**Goal of the exercise:** Retype the records below from their first line through the line containing "for player detection.", and include nothing else.
──────── Supplied records ────────
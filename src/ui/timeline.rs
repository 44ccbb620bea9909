// Copyright (c) 2025, Jason Jenkins
// SPDX-License-Identifier: BSD-3-Clause

//! Frame selector.
//!
//! A scrubber over the video's duration (or a plain number field when the
//! duration could not be read) and the button that sends the chosen frame
//! off for player detection.

use crate::models::video::format_file_size;
use std::time::Duration;

/// Result of frame selector interaction.
pub enum TimelineAction {
    None,
    SetTime(f64),
    Confirm,
    DismissError,
}

/// Read-only state the frame selector draws from.
pub struct TimelineView<'a> {
    pub file_name: &'a str,
    pub size_bytes: u64,
    pub duration: Option<f64>,
    pub timestamp: f64,
    /// Elapsed time of the in-flight frame analysis, if any.
    pub busy: Option<Duration>,
    pub backend_available: bool,
    pub error: Option<&'a str>,
    pub preview: Option<&'a egui::TextureHandle>,
}

/// Format seconds as `m:ss`.
pub fn format_timestamp(seconds: f64) -> String {
    let total = if seconds.is_finite() && seconds > 0.0 {
        seconds.floor() as u64
    } else {
        0
    };
    format!("{}:{:02}", total / 60, total % 60)
}

/// Display the frame selector.
pub fn show(ui: &mut egui::Ui, view: &TimelineView) -> TimelineAction {
    let mut action = TimelineAction::None;

    ui.horizontal(|ui| {
        ui.label(egui::RichText::new(view.file_name).strong());
        ui.label(egui::RichText::new(format_file_size(view.size_bytes)).weak());
    });
    ui.separator();

    if let Some(texture) = view.preview {
        let size = texture.size_vec2();
        let available = egui::vec2(ui.available_width(), ui.available_height() * 0.6);
        let scale = (available.x / size.x).min(available.y / size.y).min(1.0);
        ui.vertical_centered(|ui| {
            ui.image((texture.id(), size * scale));
        });
        ui.add_space(8.0);
    }

    ui.vertical_centered(|ui| {
        ui.label(
            egui::RichText::new(format_timestamp(view.timestamp))
                .size(20.0)
                .strong(),
        );
    });
    ui.add_space(4.0);

    let mut time = view.timestamp;
    let editable = view.busy.is_none();
    match view.duration {
        Some(duration) => {
            ui.spacing_mut().slider_width = (ui.available_width() - 80.0).max(100.0);
            let response = ui.add_enabled(
                editable,
                egui::Slider::new(&mut time, 0.0..=duration)
                    .step_by(0.1)
                    .show_value(false),
            );
            if response.changed() {
                action = TimelineAction::SetTime(time);
            }
            ui.horizontal(|ui| {
                ui.label(egui::RichText::new("0:00").small().weak());
                ui.with_layout(egui::Layout::right_to_left(egui::Align::Center), |ui| {
                    ui.label(egui::RichText::new(format_timestamp(duration)).small().weak());
                });
            });
        }
        None => {
            ui.horizontal(|ui| {
                ui.label("Time (seconds):");
                let response = ui.add_enabled(
                    editable,
                    egui::DragValue::new(&mut time).speed(0.1).max_decimals(1),
                );
                if response.changed() {
                    action = TimelineAction::SetTime(time);
                }
            });
            ui.label(
                egui::RichText::new("Video length unknown; enter the time of the frame to analyze.")
                    .small()
                    .weak(),
            );
        }
    }

    ui.add_space(12.0);
    ui.vertical_centered(|ui| {
        if let Some(elapsed) = view.busy {
            super::busy_indicator(ui, "Detecting players", Some(elapsed));
        } else {
            let button = ui
                .add_enabled(
                    view.backend_available,
                    egui::Button::new("Analyze this frame").min_size(egui::vec2(180.0, 32.0)),
                )
                .on_disabled_hover_text("The analysis server is offline");
            if button.clicked() {
                action = TimelineAction::Confirm;
            }
        }
    });

    if let Some(message) = view.error {
        ui.add_space(8.0);
        if super::dismissible_error(ui, message) {
            action = TimelineAction::DismissError;
        }
    }

    action
}
// Copyright (c) 2025, Jason Jenkins
// SPDX-License-Identifier: BSD-3-Clause

//! Geometric utility functions.
//!
//! This module converts between native image space (the backend's pixel
//! grid) and rendered space (the on-screen rect the frame is painted into).
//! Nothing here depends on egui, so the UI can recompute every frame and
//! the maths stays testable on its own.

use crate::models::player::{BoundingBox, DetectedPlayer, ImageDimensions, Point};

/// A width/height pair in rendered (screen) units.
#[derive(Debug, Clone, Copy, PartialEq)]
pub struct Size {
    pub width: f64,
    pub height: f64,
}

impl Size {
    pub fn new(width: f64, height: f64) -> Self {
        Self { width, height }
    }
}

/// A box in rendered space, stored as origin plus size so that the size is
/// exactly the scaled native size.
#[derive(Debug, Clone, Copy, PartialEq)]
pub struct RenderedBox {
    pub left: f64,
    pub top: f64,
    pub width: f64,
    pub height: f64,
}

impl RenderedBox {
    pub fn right(&self) -> f64 {
        self.left + self.width
    }

    pub fn bottom(&self) -> f64 {
        self.top + self.height
    }
}

/// Per-axis factors that take native pixels to rendered units.
///
/// Returns `None` when either size is degenerate.
pub fn scale_factors(native: ImageDimensions, rendered: Size) -> Option<(f64, f64)> {
    if native.is_empty() || rendered.width <= 0.0 || rendered.height <= 0.0 {
        return None;
    }
    Some((
        rendered.width / native.width as f64,
        rendered.height / native.height as f64,
    ))
}

/// Scale a native bounding box into rendered space, relative to the
/// rendered image's top-left corner.
pub fn scale_box(native_box: &BoundingBox, native: ImageDimensions, rendered: Size) -> Option<RenderedBox> {
    let (sx, sy) = scale_factors(native, rendered)?;
    Some(RenderedBox {
        left: native_box.x1 * sx,
        top: native_box.y1 * sy,
        width: native_box.width() * sx,
        height: native_box.height() * sy,
    })
}

/// Map a point relative to the rendered image's top-left corner back into
/// native pixel coordinates.
pub fn to_native(rendered_point: Point, native: ImageDimensions, rendered: Size) -> Option<Point> {
    let (sx, sy) = scale_factors(native, rendered)?;
    Some(Point {
        x: rendered_point.x / sx,
        y: rendered_point.y / sy,
    })
}

/// Largest size with the native aspect ratio that fits in `available`.
pub fn fit_within(native: ImageDimensions, available: Size) -> Size {
    if native.is_empty() || available.width <= 0.0 || available.height <= 0.0 {
        return Size::new(0.0, 0.0);
    }
    let img_aspect = native.width as f64 / native.height as f64;
    let available_aspect = available.width / available.height;

    if img_aspect > available_aspect {
        // Wider than the space: fit to width
        Size::new(available.width, available.width / img_aspect)
    } else {
        Size::new(available.height * img_aspect, available.height)
    }
}

/// The player whose center is closest to `point`, with its distance.
pub fn nearest_player<'a>(players: &'a [DetectedPlayer], point: &Point) -> Option<(&'a DetectedPlayer, f64)> {
    players
        .iter()
        .map(|p| (p, p.center.distance_to(point)))
        .min_by(|a, b| a.1.total_cmp(&b.1))
}

/// Id of the nearest player if its center lies strictly within `radius`
/// native pixels of `point`.
pub fn player_near(players: &[DetectedPlayer], point: &Point, radius: f64) -> Option<u32> {
    match nearest_player(players, point) {
        Some((player, distance)) if distance < radius => Some(player.id),
        _ => None,
    }
}

/// Side length of the L-shaped corner marks drawn on a rendered box.
pub fn corner_mark_size(display_width: f64, display_height: f64, selected: bool) -> f64 {
    let base = (display_width.min(display_height) * 0.1).clamp(3.0, 8.0);
    if selected {
        base * 1.2
    } else {
        base
    }
}

#[cfg(test)]
mod tests {
    use super::*;

    fn player(id: u32, cx: f64, cy: f64) -> DetectedPlayer {
        DetectedPlayer {
            id,
            bbox: BoundingBox::new(cx - 10.0, cy - 20.0, cx + 10.0, cy + 20.0),
            center: Point::new(cx, cy),
        }
    }

    #[test]
    fn test_scale_box_dimensions_exact() {
        let native = ImageDimensions::new(1920, 1080);
        let boxes = [
            BoundingBox::new(0.0, 0.0, 1920.0, 1080.0),
            BoundingBox::new(100.0, 200.0, 164.0, 328.0),
            BoundingBox::new(1.5, 2.25, 3.75, 9.0),
        ];
        let rendered_sizes = [
            Size::new(1920.0, 1080.0),
            Size::new(960.0, 540.0),
            Size::new(480.0, 1080.0),
            Size::new(3840.0, 2160.0),
            Size::new(1.0, 1.0),
            Size::new(777.7, 333.3),
        ];

        for native_box in &boxes {
            for rendered in &rendered_sizes {
                let (sx, sy) = scale_factors(native, *rendered).unwrap();
                let scaled = scale_box(native_box, native, *rendered).unwrap();
                assert_eq!(scaled.left, native_box.x1 * sx);
                assert_eq!(scaled.top, native_box.y1 * sy);
                assert_eq!(scaled.width, (native_box.x2 - native_box.x1) * sx);
                assert_eq!(scaled.height, (native_box.y2 - native_box.y1) * sy);
            }
        }
    }

    #[test]
    fn test_scale_box_degenerate_sizes() {
        let bbox = BoundingBox::new(1.0, 1.0, 2.0, 2.0);
        assert!(scale_box(&bbox, ImageDimensions::new(0, 1080), Size::new(10.0, 10.0)).is_none());
        assert!(scale_box(&bbox, ImageDimensions::new(10, 10), Size::new(0.0, 10.0)).is_none());
    }

    #[test]
    fn test_to_native_inverts_scaling() {
        let native = ImageDimensions::new(1280, 720);
        let rendered = Size::new(640.0, 360.0);
        let p = to_native(Point::new(320.0, 180.0), native, rendered).unwrap();
        assert!((p.x - 640.0).abs() < 1e-9);
        assert!((p.y - 360.0).abs() < 1e-9);
    }

    #[test]
    fn test_fit_within() {
        let native = ImageDimensions::new(1920, 1080);

        // Wide space: limited by height
        let fitted = fit_within(native, Size::new(2000.0, 540.0));
        assert_eq!(fitted.height, 540.0);
        assert!((fitted.width - 960.0).abs() < 1e-9);

        // Tall space: limited by width
        let fitted = fit_within(native, Size::new(960.0, 2000.0));
        assert_eq!(fitted.width, 960.0);
        assert!((fitted.height - 540.0).abs() < 1e-9);
    }

    #[test]
    fn test_player_near_threshold() {
        let players = vec![player(1, 100.0, 100.0), player(2, 300.0, 100.0), player(3, 500.0, 400.0)];

        // Within 30px of player 2
        assert_eq!(player_near(&players, &Point::new(310.0, 120.0), 30.0), Some(2));
        // Exactly on a center
        assert_eq!(player_near(&players, &Point::new(500.0, 400.0), 30.0), Some(3));
        // Exactly 30px away is not "below" the threshold
        assert_eq!(player_near(&players, &Point::new(130.0, 100.0), 30.0), None);
        // Far from everyone
        assert_eq!(player_near(&players, &Point::new(200.0, 300.0), 30.0), None);
        // No players at all
        assert_eq!(player_near(&[], &Point::new(0.0, 0.0), 30.0), None);
    }

    #[test]
    fn test_nearest_player_picks_closest() {
        let players = vec![player(1, 0.0, 0.0), player(2, 10.0, 0.0)];
        let (nearest, distance) = nearest_player(&players, &Point::new(8.0, 0.0)).unwrap();
        assert_eq!(nearest.id, 2);
        assert_eq!(distance, 2.0);
    }

    #[test]
    fn test_corner_mark_size_clamped() {
        assert_eq!(corner_mark_size(10.0, 10.0, false), 3.0);
        assert_eq!(corner_mark_size(50.0, 60.0, false), 5.0);
        assert_eq!(corner_mark_size(500.0, 600.0, false), 8.0);
        assert!((corner_mark_size(500.0, 600.0, true) - 9.6).abs() < 1e-9);
    }
}
// Copyright (c) 2025, Jason Jenkins
// SPDX-License-Identifier: BSD-3-Clause

//! Application configuration.
//!
//! Settings come from, in increasing precedence: built-in defaults, an
//! optional YAML file (`pitchscout.yaml` or the path in
//! `PITCHSCOUT_CONFIG`), and `PITCHSCOUT_*` environment variables, which
//! may themselves come from a `.env` file.

use anyhow::{Context, Result};
use serde::{Deserialize, Serialize};
use std::path::{Path, PathBuf};
use std::time::Duration;

const DEFAULT_CONFIG_FILE: &str = "pitchscout.yaml";

pub const ENV_CONFIG_PATH: &str = "PITCHSCOUT_CONFIG";
pub const ENV_BACKEND_URL: &str = "PITCHSCOUT_BACKEND_URL";
pub const ENV_MAX_UPLOAD_MB: &str = "PITCHSCOUT_MAX_UPLOAD_MB";

/// What to do when the playability probe does not finish in time.
#[derive(Debug, Clone, Copy, PartialEq, Eq, Serialize, Deserialize)]
#[serde(rename_all = "lowercase")]
pub enum ProbeTimeoutPolicy {
    /// Accept the file and let the backend decide.
    Proceed,
    /// Treat the file as unplayable.
    Reject,
}

#[derive(Debug, Clone, PartialEq, Serialize, Deserialize)]
#[serde(default)]
pub struct BackendConfig {
    pub base_url: String,
    pub request_timeout_secs: u64,
}

impl Default for BackendConfig {
    fn default() -> Self {
        Self {
            base_url: "http://localhost:5001".to_string(),
            // Detection and report generation both upload the whole video
            request_timeout_secs: 300,
        }
    }
}

impl BackendConfig {
    pub fn request_timeout(&self) -> Duration {
        Duration::from_secs(self.request_timeout_secs)
    }
}

#[derive(Debug, Clone, PartialEq, Serialize, Deserialize)]
#[serde(default)]
pub struct UploadConfig {
    pub allowed_extensions: Vec<String>,
    /// `None` disables the size ceiling.
    pub max_upload_bytes: Option<u64>,
    pub probe_timeout_ms: u64,
    pub probe_timeout_policy: ProbeTimeoutPolicy,
}

impl Default for UploadConfig {
    fn default() -> Self {
        Self {
            allowed_extensions: ["mp4", "avi", "mov", "wmv", "flv"]
                .iter()
                .map(|s| s.to_string())
                .collect(),
            max_upload_bytes: Some(100 * 1024 * 1024),
            probe_timeout_ms: 5000,
            probe_timeout_policy: ProbeTimeoutPolicy::Proceed,
        }
    }
}

impl UploadConfig {
    pub fn probe_timeout(&self) -> Duration {
        Duration::from_millis(self.probe_timeout_ms)
    }
}

#[derive(Debug, Clone, PartialEq, Serialize, Deserialize)]
#[serde(default)]
pub struct DetectionConfig {
    /// Click-near-a-player radius, in native image pixels.
    pub click_radius_px: f64,
}

impl Default for DetectionConfig {
    fn default() -> Self {
        Self { click_radius_px: 30.0 }
    }
}

#[derive(Debug, Clone, PartialEq, Serialize, Deserialize)]
#[serde(default)]
pub struct AnalysisConfig {
    pub report_language: String,
    /// Frame rate used for frame indices when the probe found none.
    pub assumed_fps: f64,
}

impl Default for AnalysisConfig {
    fn default() -> Self {
        Self {
            report_language: "Simplified Chinese".to_string(),
            assumed_fps: 30.0,
        }
    }
}

/// Complete application configuration.
#[derive(Debug, Clone, Default, PartialEq, Serialize, Deserialize)]
#[serde(default)]
pub struct AppConfig {
    pub backend: BackendConfig,
    pub upload: UploadConfig,
    pub detection: DetectionConfig,
    pub analysis: AnalysisConfig,
}

impl AppConfig {
    /// Load configuration from file and environment.
    pub fn load() -> Result<Self> {
        let explicit = std::env::var(ENV_CONFIG_PATH).ok().map(PathBuf::from);
        let mut config = match explicit {
            Some(path) => Self::from_yaml_file(&path)?,
            None if Path::new(DEFAULT_CONFIG_FILE).exists() => {
                Self::from_yaml_file(Path::new(DEFAULT_CONFIG_FILE))?
            }
            None => Self::default(),
        };
        config.apply_overrides(|key| std::env::var(key).ok())?;
        Ok(config)
    }

    /// Parse a YAML config file. Missing keys keep their defaults.
    pub fn from_yaml_file(path: &Path) -> Result<Self> {
        let yaml = std::fs::read_to_string(path)
            .with_context(|| format!("failed to read config file {}", path.display()))?;
        let config: AppConfig = serde_yaml::from_str(&yaml)
            .with_context(|| format!("failed to parse config file {}", path.display()))?;
        log::info!("Loaded configuration from {}", path.display());
        Ok(config)
    }

    /// Apply environment-style overrides from `lookup`.
    pub fn apply_overrides<F>(&mut self, lookup: F) -> Result<()>
    where
        F: Fn(&str) -> Option<String>,
    {
        if let Some(url) = lookup(ENV_BACKEND_URL).filter(|u| !u.trim().is_empty()) {
            self.backend.base_url = url.trim().to_string();
        }
        if let Some(raw) = lookup(ENV_MAX_UPLOAD_MB) {
            let mb: u64 = raw
                .trim()
                .parse()
                .with_context(|| format!("{} must be a whole number of MB, got {:?}", ENV_MAX_UPLOAD_MB, raw))?;
            self.upload.max_upload_bytes = if mb == 0 {
                None
            } else {
                let bytes = mb
                    .checked_mul(1024 * 1024)
                    .with_context(|| format!("{} is too large: {} MB", ENV_MAX_UPLOAD_MB, mb))?;
                Some(bytes)
            };
        }
        self.backend.base_url = self.backend.base_url.trim_end_matches('/').to_string();
        Ok(())
    }
}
────────
**Written response:**
filename src/ui/timeline.rs
repository 44ccbb620bea9909
// Copyright (c) 2025, Jason Jenkins
// SPDX-License-Identifier: BSD-3-Clause

//! Frame selector.
//!
//! A scrubber over the video's duration (or a plain number field when the
//! duration could not be read) and the button that sends the chosen frame
//! off for player detection.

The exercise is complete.